## AIM OF THE TASK
Look through the listing for the string "unrecoverable" and copy out every line that holds it.

## INFORMATION
↓

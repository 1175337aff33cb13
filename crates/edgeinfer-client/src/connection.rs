//! Protocol client: the handshake/heartbeat state machine.
//!
//! A Sans-IO state machine: every method takes the current time and
//! returns the actions the caller must execute (write bytes, close the
//! socket), never performing I/O itself. This keeps the handshake,
//! heartbeat, and timeout logic testable against a simulated clock.

use std::time::Duration;

use edgeinfer_core::Environment;
use edgeinfer_proto::{
    Capabilities, Envelope, EnvelopeBody, HeartbeatPayload, InitOkPayload, InitPayload, Policy,
};

use crate::error::ConnectionError;

/// Default bound on how long the client waits for `InitOk` after sending
/// `Init`.
pub const DEFAULT_HANDSHAKE_TIMEOUT: Duration = Duration::from_secs(10);

/// Default interval between heartbeats once `READY`.
pub const DEFAULT_HEARTBEAT_INTERVAL: Duration = Duration::from_secs(5);

/// A peer silent for this many heartbeat intervals is considered failed.
pub const HEARTBEAT_TIMEOUT_MULTIPLIER: u32 = 3;

/// Tunables for the handshake and heartbeat timers.
#[derive(Debug, Clone, Copy)]
pub struct ConnectionConfig {
    /// How long to wait for `InitOk` after sending `Init`.
    pub handshake_timeout: Duration,
    /// How often to emit a `Heartbeat` once `READY`.
    pub heartbeat_interval: Duration,
    /// Target frame width, compared against the worker's chosen width.
    pub target_width: u32,
    /// Target frame height, compared against the worker's chosen height.
    pub target_height: u32,
}

impl Default for ConnectionConfig {
    fn default() -> Self {
        Self {
            handshake_timeout: DEFAULT_HANDSHAKE_TIMEOUT,
            heartbeat_interval: DEFAULT_HEARTBEAT_INTERVAL,
            target_width: 0,
            target_height: 0,
        }
    }
}
//! Deterministic [`Environment`] for tests.
//!
//! `SimEnv` never touches the wall clock or an OS RNG: its clock only moves
//! when the test calls [`SimEnv::advance`], and its randomness comes from a
//! seeded PRNG. This lets protocol tests exercise handshake timeouts,
//! heartbeat intervals, and backoff schedules without actually waiting.

#![allow(clippy::expect_used, reason = "Mutex poisoning should cause a panic")]

use std::future::Future;
use std::sync::{Arc, Mutex};
use std::time::Duration;

use rand::{Rng, SeedableRng};
use rand::rngs::StdRng;

use crate::env::Environment;

/// A virtual instant: nanoseconds since the simulation started.
#[derive(Debug, Clone, Copy, PartialEq, Eq, PartialOrd, Ord)]
pub struct SimInstant(u128);

impl crate::cache::CheckedSub for SimInstant {
    fn checked_sub_instant(self, earlier: Self) -> Option<Duration> {
        self.0.checked_sub(earlier.0).map(|ns| Duration::from_nanos(ns as u64))
    }
}

struct Inner {
    now_ns: u128,
    rng: StdRng,
}

/// Deterministic, manually-advanced [`Environment`].
#[derive(Clone)]
pub struct SimEnv {
    inner: Arc<Mutex<Inner>>,
}

impl SimEnv {
    /// Builds a new simulation clock starting at zero, seeded with `seed`
    /// for reproducible random draws.
    #[must_use]
    pub fn new(seed: u64) -> Self {
        Self { inner: Arc::new(Mutex::new(Inner { now_ns: 0, rng: StdRng::seed_from_u64(seed) })) }
    }

    /// Moves the virtual clock forward by `duration`. Any `sleep` calls
    /// whose deadline has now passed become ready on their next poll.
    pub fn advance(&self, duration: Duration) {
        let mut inner = self.inner.lock().expect("SimEnv mutex poisoned");
        inner.now_ns += duration.as_nanos();
    }
}

impl Environment for SimEnv {
    type Instant = SimInstant;

    fn now(&self) -> Self::Instant {
        SimInstant(self.inner.lock().expect("SimEnv mutex poisoned").now_ns)
    }

    fn sleep(&self, duration: Duration) -> impl Future<Output = ()> + Send {
        // The simulation has no background timer: sleeping simply records
        // that the clock must move forward by at least `duration` before
        // the caller proceeds, which the test drives via `advance`.
        let deadline = self.now().0 + duration.as_nanos();
        let inner = self.inner.clone();
        async move {
            while inner.lock().expect("SimEnv mutex poisoned").now_ns < deadline {
                tokio::task::yield_now().await;
            }
        }
    }

    fn random_bytes(&self, buf: &mut [u8]) {
        self.inner.lock().expect("SimEnv mutex poisoned").rng.fill(buf);
    }
}
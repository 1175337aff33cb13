//! Runtime environment abstraction: clock, sleep, and randomness.
//!
//! Every component that needs wall-clock time, a delay, or random bytes
//! takes an `&impl Environment` instead of calling `std`/`tokio` directly.
//! Production code uses [`SystemEnv`]; tests use [`SimEnv`], which advances
//! its clock manually and draws from a seeded PRNG so protocol tests are
//! deterministic and fast regardless of real timeouts.

use std::future::Future;
use std::time::Duration;

/// Abstracts time and randomness so protocol logic can run identically in
/// production and in deterministic tests.
pub trait Environment: Send + Sync {
    /// An opaque monotonic instant. Only ever compared or subtracted, never
    /// constructed directly outside this trait.
    type Instant: Copy + Ord + Send + Sync + std::fmt::Debug;

    /// The current monotonic instant.
    fn now(&self) -> Self::Instant;

    /// Suspends the caller for `duration`.
    fn sleep(&self, duration: Duration) -> impl Future<Output = ()> + Send;

    /// Fills `buf` with random bytes.
    fn random_bytes(&self, buf: &mut [u8]);

    /// A random `u64`, built from [`Environment::random_bytes`].
    fn random_u64(&self) -> u64 {
        let mut buf = [0u8; 8];
        self.random_bytes(&mut buf);
        u64::from_le_bytes(buf)
    }

    /// A random `u128`, built from [`Environment::random_bytes`]. Used to
    /// generate stream ids with negligible collision probability.
    fn random_u128(&self) -> u128 {
        let mut buf = [0u8; 16];
        self.random_bytes(&mut buf);
        u128::from_le_bytes(buf)
    }
}

/// Production [`Environment`] backed by the system clock, `getrandom`, and
/// the Tokio timer.
#[derive(Debug, Default, Clone, Copy)]
pub struct SystemEnv;

impl Environment for SystemEnv {
    type Instant = std::time::Instant;

    fn now(&self) -> Self::Instant {
        std::time::Instant::now()
    }

    fn sleep(&self, duration: Duration) -> impl Future<Output = ()> + Send {
        tokio::time::sleep(duration)
    }

    #[allow(clippy::expect_used, reason = "OS RNG failure is unrecoverable")]
    fn random_bytes(&self, buf: &mut [u8]) {
        getrandom::fill(buf)
            .expect("invariant: OS RNG failure is unrecoverable and indicates a broken host");
    }
}

#[cfg(test)]
mod tests {
    use super::*;

    #[tokio::test]
    async fn system_env_time_advances() {
        let env = SystemEnv;
        let start = env.now();
        env.sleep(Duration::from_millis(5)).await;
        assert!(env.now() > start);
    }

    #[test]
    fn system_env_random_bytes_fills_buffer() {
        let env = SystemEnv;
        let mut buf = [0u8; 32];
        env.random_bytes(&mut buf);
        assert!(buf.iter().any(|&b| b != 0));
    }

    #[test]
    fn system_env_random_u64_varies() {
        let env = SystemEnv;
        let a = env.random_u64();
        let b = env.random_u64();
        assert_ne!(a, b, "two draws colliding is astronomically unlikely");
    }
}
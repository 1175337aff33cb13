//! Shared error taxonomy for the core state, independent of transport.

use thiserror::Error;

/// Errors that can arise from core state transitions (window, cache) that
/// are not specific to the wire codec or the connection state machine.
#[derive(Debug, Error)]
pub enum CoreError {
    /// A frame's plane descriptors did not sum to its payload length.
    #[error("plane sizes ({sum}) do not sum to payload length ({payload_len})")]
    PlaneMismatch {
        /// Sum of `plane.size` across all planes.
        sum: u64,
        /// Length of the frame payload.
        payload_len: u64,
    },

    /// A frame's declared pixel format requires a planar layout the
    /// metadata did not provide.
    #[error("unsupported pixel format for planar session: {0:?}")]
    UnsupportedFormat(edgeinfer_proto::PixelFormat),
}

impl CoreError {
    /// Per-frame validation errors are always local to the offending frame;
    /// none of them represent a condition worth retrying as-is.
    #[must_use]
    pub const fn is_transient(&self) -> bool {
        false
    }
}
//! Fuzz target for envelope header boundary conditions.
//!
//! # Strategy
//!
//! - Magic bytes: valid, off-by-one, all-zeros, all-ones, random
//! - Payload size: zero, small, at-max, just-over-max, way-over-max, u32::MAX
//! - Version: valid (0x01), zero, max, random
//! - Stream id length: boundary values (0, 1, MAX)
//!
//! # Invariants
//!
//! - `payload_len > MAX_PAYLOAD_SIZE` (8MB) MUST fail decode
//! - Invalid magic bytes MUST fail decode
//! - All decode errors MUST be structured (never panic)
//! - A header built via `EnvelopeHeader::new` round-trips through `from_bytes`

#![no_main]

use arbitrary::Arbitrary;
use edgeinfer_proto::header::{EnvelopeHeader, MessageTag};
use libfuzzer_sys::fuzz_target;
use zerocopy::IntoBytes;

const MAGIC: [u8; 2] = [0xE1, 0xF0];
const MAX_PAYLOAD_SIZE: u32 = 8 * 1024 * 1024;

#[derive(Debug, Clone, Arbitrary)]
struct BoundaryHeader {
    magic: MagicBytes,
    version: VersionBytes,
    tag: u8,
    stream_id_len: u16,
    payload_len: PayloadLen,
}

#[derive(Debug, Clone, Arbitrary)]
enum MagicBytes {
    Valid,
    OffByOne(u8),
    AllZeros,
    AllOnes,
    Random([u8; 2]),
}

#[derive(Debug, Clone, Arbitrary)]
enum VersionBytes {
    Valid,
    Zero,
    Max,
    Random(u8),
}

#[derive(Debug, Clone, Arbitrary)]
enum PayloadLen {
    Zero,
    Small(u8),
    AtMaxBoundary,
    JustOverMax,
    WayOverMax,
    MaxU32,
    Random(u32),
}

fuzz_target!(|boundary: BoundaryHeader| {
    let payload_len_value = match boundary.payload_len {
        PayloadLen::Zero => 0,
        PayloadLen::Small(s) => u32::from(s),
        PayloadLen::AtMaxBoundary => MAX_PAYLOAD_SIZE,
        PayloadLen::JustOverMax => MAX_PAYLOAD_SIZE.saturating_add(1),
        PayloadLen::WayOverMax => MAX_PAYLOAD_SIZE.saturating_add(1_000_000),
        PayloadLen::MaxU32 => u32::MAX,
        PayloadLen::Random(r) => r,
    };

    let mut buffer = vec![0u8; EnvelopeHeader::SIZE];
    match boundary.magic {
        MagicBytes::Valid => buffer[0..2].copy_from_slice(&MAGIC),
        MagicBytes::OffByOne(offset) => {
            buffer[0..2].copy_from_slice(&MAGIC);
            let idx = (offset % 2) as usize;
            buffer[idx] = buffer[idx].wrapping_add(1);
        }
        MagicBytes::AllZeros => buffer[0..2].fill(0),
        MagicBytes::AllOnes => buffer[0..2].fill(0xFF),
        MagicBytes::Random(bytes) => buffer[0..2].copy_from_slice(&bytes),
    }

    buffer[2] = match boundary.version {
        VersionBytes::Valid => 1,
        VersionBytes::Zero => 0,
        VersionBytes::Max => u8::MAX,
        VersionBytes::Random(v) => v,
    };
    buffer[3] = boundary.tag;
    buffer[4..6].copy_from_slice(&boundary.stream_id_len.to_le_bytes());
    buffer[6..10].copy_from_slice(&payload_len_value.to_le_bytes());

    match EnvelopeHeader::from_bytes(&buffer) {
        Ok(header) => {
            assert_eq!(buffer[0..2], MAGIC);
            assert!(payload_len_value <= MAX_PAYLOAD_SIZE);
            assert_eq!(header.payload_len(), payload_len_value);
            assert_eq!(header.stream_id_len(), boundary.stream_id_len);
            let _ = header.tag();
        }
        Err(_) => {}
    }

    let tag = MessageTag::from_u8(boundary.tag);
    let header = EnvelopeHeader::new(tag, boundary.stream_id_len, payload_len_value.min(1024));
    let bytes = header.as_bytes();
    assert_eq!(bytes.len(), EnvelopeHeader::SIZE);
    if let Ok(decoded) = EnvelopeHeader::from_bytes(bytes) {
        assert_eq!(decoded.tag(), tag);
        assert_eq!(decoded.stream_id_len(), boundary.stream_id_len);
    }
});
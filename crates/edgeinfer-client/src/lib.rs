//! Protocol client, feeder, and ingester: the edge-side half of the
//! session-oriented inference protocol.

#![forbid(unsafe_code)]
#![deny(missing_docs)]

pub mod config;
pub mod connection;
pub mod error;
pub mod feeder;
#[cfg(feature = "ingest")]
pub mod ingester;
#[cfg(feature = "transport")]
pub mod transport;

pub use config::ClientConfig;
pub use connection::{ConnectionAction, ConnectionConfig, ConnectionState, ProtocolClient};
pub use error::{ConnectionError, FeederError, IngestError};
pub use feeder::{CaptureMeta, Feeder, FeederAction, FeederMetrics, IngestJob};
#[cfg(feature = "ingest")]
pub use ingester::{Ingester, IngesterConfig};
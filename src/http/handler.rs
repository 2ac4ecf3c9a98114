use std::sync::Arc;
use std::time::Instant;

use anyhow::Context;
use bytes::Bytes;
use http::header::{HeaderValue, ACCEPT, HOST, LOCATION, USER_AGENT};
use http::{HeaderMap, Method};
use http_body_util::{BodyExt, Full};
use hyper::body::Incoming;
use hyper::client::conn::http1;
use hyper::{Request, Response};
use hyper_util::rt::TokioIo;
use pki_types::ServerName;
use rustls::ClientConfig;
use tokio::net::{lookup_host, TcpStream};
use tokio_rustls::TlsConnector;
use tracing::{debug, trace};
use url::Url;

use crate::timing::PhaseTimings;

const MAX_REDIRECTS: u8 = 10;

/// Immutable request parameters handed down from the tracer façade.
pub(crate) struct RequestParts {
    pub url: Url,
    pub method: Method,
    pub headers: HeaderMap,
    pub body: Bytes,
}

/// Everything one transaction produced, before normalization.
#[derive(Debug, Default)]
pub(crate) struct RawTrace {
    pub timings: PhaseTimings,
    pub status_code: u16,
    pub ip: Option<String>,
    pub headers_length: u64,
    pub body_length: u64,
}

/// Performs exactly one HTTP transaction (following redirects) and records
/// phase windows along the way.
///
/// Network failures never surface: the error is logged at debug level and
/// whatever was populated before the failing phase is returned, remaining
/// fields at their defaults. This is the silent-degradation contract the
/// whole crate is built around.
pub(crate) async fn perform(parts: &RequestParts, tls_config: Arc<ClientConfig>) -> RawTrace {
    let mut raw = RawTrace::default();
    raw.timings.start_total();
    if let Err(e) = drive(&mut raw, parts, tls_config).await {
        debug!("trace degraded: {e:#}");
    }
    raw
}

async fn drive(
    raw: &mut RawTrace,
    parts: &RequestParts,
    tls_config: Arc<ClientConfig>,
) -> Result<(), anyhow::Error> {
    let mut url = parts.url.clone();

    // Fresh lookup per trace. The connect call below resolves again on its
    // own, which is why the open window is cumulative and the aggregator
    // subtracts the dns share out of it.
    let host = url.host_str().context("url has no host")?.to_string();
    let port = url
        .port_or_known_default()
        .context("url has no usable port")?;
    raw.timings.start_dns();
    let mut addrs = lookup_host((host.as_str(), port)).await?;
    let addr = addrs
        .next()
        .with_context(|| format!("no addresses found for host {host}"))?;
    raw.timings.end_dns();
    raw.ip = Some(addr.ip().to_string());
    trace!("resolved {host} to {}", addr.ip());

    for _hop in 0..MAX_REDIRECTS {
        let host = url
            .host_str()
            .context("redirect target has no host")?
            .to_string();
        let port = url
            .port_or_known_default()
            .context("redirect target has no usable port")?;
        let hop_start = Instant::now();

        raw.timings.start_open();
        raw.timings.start_tcp_connect();
        let stream = TcpStream::connect((host.as_str(), port)).await?;
        raw.timings.end_tcp_connect();
        // The final connection's address wins; redirects may change hosts.
        raw.ip = Some(stream.peer_addr()?.ip().to_string());

        let request = build_request(&url, parts)?;
        let res = if url.scheme() == "https" {
            let connector = TlsConnector::from(tls_config.clone());
            let domain = ServerName::try_from(host.clone())?;
            let tls_stream = connector.connect(domain, stream).await?;
            raw.timings.end_open();
            exchange(raw, TokioIo::new(tls_stream), request).await?
        } else {
            raw.timings.end_open();
            exchange(raw, TokioIo::new(stream), request).await?
        };

        raw.status_code = res.status().as_u16();
        trace!("{} {} -> {}", parts.method, url, res.status());

        if res.status().is_redirection() {
            if let Some(location) = res.headers().get(LOCATION) {
                let next = url.join(location.to_str()?)?;
                // Drain the hop's body so its transfer time counts toward
                // the redirect figure instead of the final transfer's.
                let _ = res.into_body().collect().await;
                raw.timings.add_redirect(hop_start.elapsed());
                raw.timings.reset_hop();
                url = next;
                continue;
            }
            // A redirect status without a location header is served as-is.
        }

        raw.headers_length = head_bytes(&res);
        let body = res.into_body().collect().await?.to_bytes();
        raw.body_length = body.len() as u64;
        raw.timings.end_total();
        return Ok(());
    }

    anyhow::bail!("exceeded maximum number of redirects ({MAX_REDIRECTS})")
}

/// Speaks HTTP/1.1 over an established stream. `send_request` resolves
/// once the response head has been parsed, which is exactly the first
/// bytes of the response on the wire, so that window is the
/// time-to-first-byte figure.
async fn exchange<T>(
    raw: &mut RawTrace,
    io: T,
    request: Request<Full<Bytes>>,
) -> Result<Response<Incoming>, anyhow::Error>
where
    T: hyper::rt::Read + hyper::rt::Write + Unpin + Send + 'static,
{
    let (mut sender, conn) = http1::handshake(io).await?;
    tokio::task::spawn(async move {
        if let Err(err) = conn.await {
            debug!("connection closed with error: {err:?}");
        }
    });

    raw.timings.start_first_byte();
    let res = sender.send_request(request).await?;
    raw.timings.end_first_byte();
    Ok(res)
}

fn build_request(url: &Url, parts: &RequestParts) -> Result<Request<Full<Bytes>>, anyhow::Error> {
    let mut path = url.path().to_string();
    if let Some(query) = url.query() {
        path.push('?');
        path.push_str(query);
    }

    let mut request = Request::builder()
        .method(parts.method.clone())
        .uri(path)
        .body(Full::new(parts.body.clone()))?;

    let headers = request.headers_mut();
    for (name, value) in &parts.headers {
        headers.append(name, value.clone());
    }
    if !headers.contains_key(HOST) {
        let host_value = match (url.host_str(), url.port()) {
            (Some(h), Some(p)) => format!("{h}:{p}"),
            (Some(h), None) => h.to_string(),
            (None, _) => String::new(),
        };
        headers.insert(HOST, HeaderValue::from_str(&host_value)?);
    }
    if !headers.contains_key(USER_AGENT) {
        headers.insert(
            USER_AGENT,
            HeaderValue::from_static(concat!("htracer/", env!("CARGO_PKG_VERSION"))),
        );
    }
    if !headers.contains_key(ACCEPT) {
        headers.insert(ACCEPT, HeaderValue::from_static("*/*"));
    }

    Ok(request)
}

/// Bytes of the response head as it would appear on the wire: status line,
/// one `name: value` line per header, terminating blank line. hyper does
/// not expose the raw head, so this is reconstructed from the parsed parts.
fn head_bytes(res: &Response<Incoming>) -> u64 {
    let mut len = format!("{:?} {}\r\n", res.version(), res.status()).len();
    for (name, value) in res.headers() {
        len += name.as_str().len() + 2 + value.len() + 2;
    }
    (len + 2) as u64
}

#[cfg(test)]
mod tests {
    use super::*;

    #[test]
    fn request_gets_host_and_default_headers() {
        let parts = RequestParts {
            url: Url::parse("http://example.com:8080/a/b?x=1").unwrap(),
            method: Method::GET,
            headers: HeaderMap::new(),
            body: Bytes::new(),
        };
        let req = build_request(&parts.url, &parts).unwrap();
        assert_eq!(req.uri(), "/a/b?x=1");
        assert_eq!(req.headers()[HOST], "example.com:8080");
        assert_eq!(req.headers()[ACCEPT], "*/*");
        assert!(req.headers()[USER_AGENT]
            .to_str()
            .unwrap()
            .starts_with("htracer/"));
    }

    #[test]
    fn caller_headers_are_not_overridden() {
        let mut headers = HeaderMap::new();
        headers.insert(USER_AGENT, HeaderValue::from_static("probe/1"));
        headers.insert(HOST, HeaderValue::from_static("other.example"));
        let parts = RequestParts {
            url: Url::parse("https://example.com/").unwrap(),
            method: Method::POST,
            headers,
            body: Bytes::from_static(b"payload"),
        };
        let req = build_request(&parts.url, &parts).unwrap();
        assert_eq!(req.headers()[USER_AGENT], "probe/1");
        assert_eq!(req.headers()[HOST], "other.example");
        assert_eq!(req.method(), Method::POST);
    }
}
pub mod verifier;
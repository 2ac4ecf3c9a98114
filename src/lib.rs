//! Trace a single HTTP(S) request and gather its timing breakdown.
//!
//! One trace performs one request and reports the phases of its lifecycle
//! as whole milliseconds: DNS resolution, TCP connect, handshake, time to
//! first byte, redirect time, and end-to-end total, together with the
//! status code, resolved peer IP, and header/body byte counts. Network
//! failures never raise; they degrade the result field by field, so the
//! caller inspects `status_code` and `ip` to see how far the attempt got.
//!
//! ```no_run
//! # async fn run() -> Result<(), anyhow::Error> {
//! use htracer::Tracer;
//!
//! let result = Tracer::new("https://example.com")?.trace().await;
//! if result.status_code() == 0 {
//!     println!("never reached the server");
//! }
//! println!("{result}");
//! # Ok(())
//! # }
//! ```

mod http;
mod metrics;
mod result;
mod timing;
mod tls;
mod tracer;

pub use crate::result::res::TraceResult;
pub use crate::tracer::Tracer;

pub use ::http::Method;
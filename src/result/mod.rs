pub mod res;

↑

## REPLY TO THE TASK
    #[allow(clippy::expect_used, reason = "OS RNG failure is unrecoverable")]
            .expect("invariant: OS RNG failure is unrecoverable and indicates a broken host");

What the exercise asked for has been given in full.